*** Material for this task Section Begins ***

//! Toast messages produced from engine results.

use chrono::Utc;
use polisa_core::{NetworkError, Timestamp};

use crate::import::{AbortReason, ImportOutcome};
use crate::pool::ApprovalRun;

#[derive(Debug, Clone, Copy, PartialEq, Eq)]
pub enum NotificationLevel {
    Info,
    Warning,
    Error,
    Success,
}

#[derive(Debug, Clone)]
pub struct Notification {
    pub level: NotificationLevel,
    pub message: String,
    pub created_at: Timestamp,
}

impl Notification {
    pub fn new(level: NotificationLevel, message: impl Into<String>) -> Self {
        Self {
            level,
            message: message.into(),
            created_at: Utc::now(),
        }
    }

    pub fn network(err: &NetworkError) -> Self {
        Self::new(NotificationLevel::Error, format!("Request failed: {}", err))
    }

    /// `None` for an ignored confirm, which needs no toast.
    pub fn import(outcome: &ImportOutcome) -> Option<Self> {
        match outcome {
            ImportOutcome::Completed(progress) => {
                let level = if progress.failed_count > 0 {
                    NotificationLevel::Warning
                } else {
                    NotificationLevel::Success
                };
                Some(Self::new(
                    level,
                    format!(
                        "Import finished: {} imported, {} duplicates, {} failed",
                        progress.success_count, progress.duplicate_count, progress.failed_count
                    ),
                ))
            }
            ImportOutcome::Aborted { progress, reason } => {
                let cause = match reason {
                    AbortReason::Cancelled => "cancelled".to_string(),
                    AbortReason::Network(err) => err.to_string(),
                    AbortReason::Overrun { skip, .. } => {
                        format!("backend still had batches at row {}", skip)
                    }
                };
                Some(Self::new(
                    NotificationLevel::Error,
                    format!(
                        "Import stopped after {} of {} rows ({}): {} imported, {} duplicates, {} failed",
                        progress.processed_so_far,
                        progress.total,
                        cause,
                        progress.success_count,
                        progress.duplicate_count,
                        progress.failed_count
                    ),
                ))
            }
            ImportOutcome::Ignored(_) => None,
        }
    }

    pub fn approvals(run: &ApprovalRun) -> Self {
        let tally = &run.tally;
        match &run.interrupted {
            Some(err) => Self::new(
                NotificationLevel::Error,
                format!(
                    "Approval interrupted ({}): {} approved, {} failed, {} not sent",
                    err,
                    tally.success_count,
                    tally.failed_count,
                    run.unsent.len()
                ),
            ),
            None if tally.failed_count > 0 => Self::new(
                NotificationLevel::Warning,
                format!("{} approved, {} failed", tally.success_count, tally.failed_count),
            ),
            None => Self::new(
                NotificationLevel::Success,
                format!("{} approved", tally.success_count),
            ),
        }
    }
}

#[cfg(test)]
mod tests {
    use super::*;
    use crate::import::{ImportBatchProgress, ImportPhase};

    #[test]
    fn aborted_import_reports_partial_counts() {
        let outcome = ImportOutcome::Aborted {
            progress: ImportBatchProgress {
                processed_so_far: 50,
                total: 137,
                success_count: 48,
                duplicate_count: 2,
                failed_count: 0,
                errors: vec![],
            },
            reason: AbortReason::Cancelled,
        };
        let toast = Notification::import(&outcome).unwrap();
        assert_eq!(toast.level, NotificationLevel::Error);
        assert!(toast.message.contains("50 of 137"));
        assert!(toast.message.contains("48 imported"));
    }

    #[test]
    fn ignored_confirm_has_no_toast() {
        assert!(Notification::import(&ImportOutcome::Ignored(ImportPhase::Idle)).is_none());
    }
}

*** Material for this task Section Ends ***

▸ Task goal
For each line in the entries that contains the string "Warning", make a copy.

▸ Problem solution
    Warning,
                    NotificationLevel::Warning
                NotificationLevel::Warning,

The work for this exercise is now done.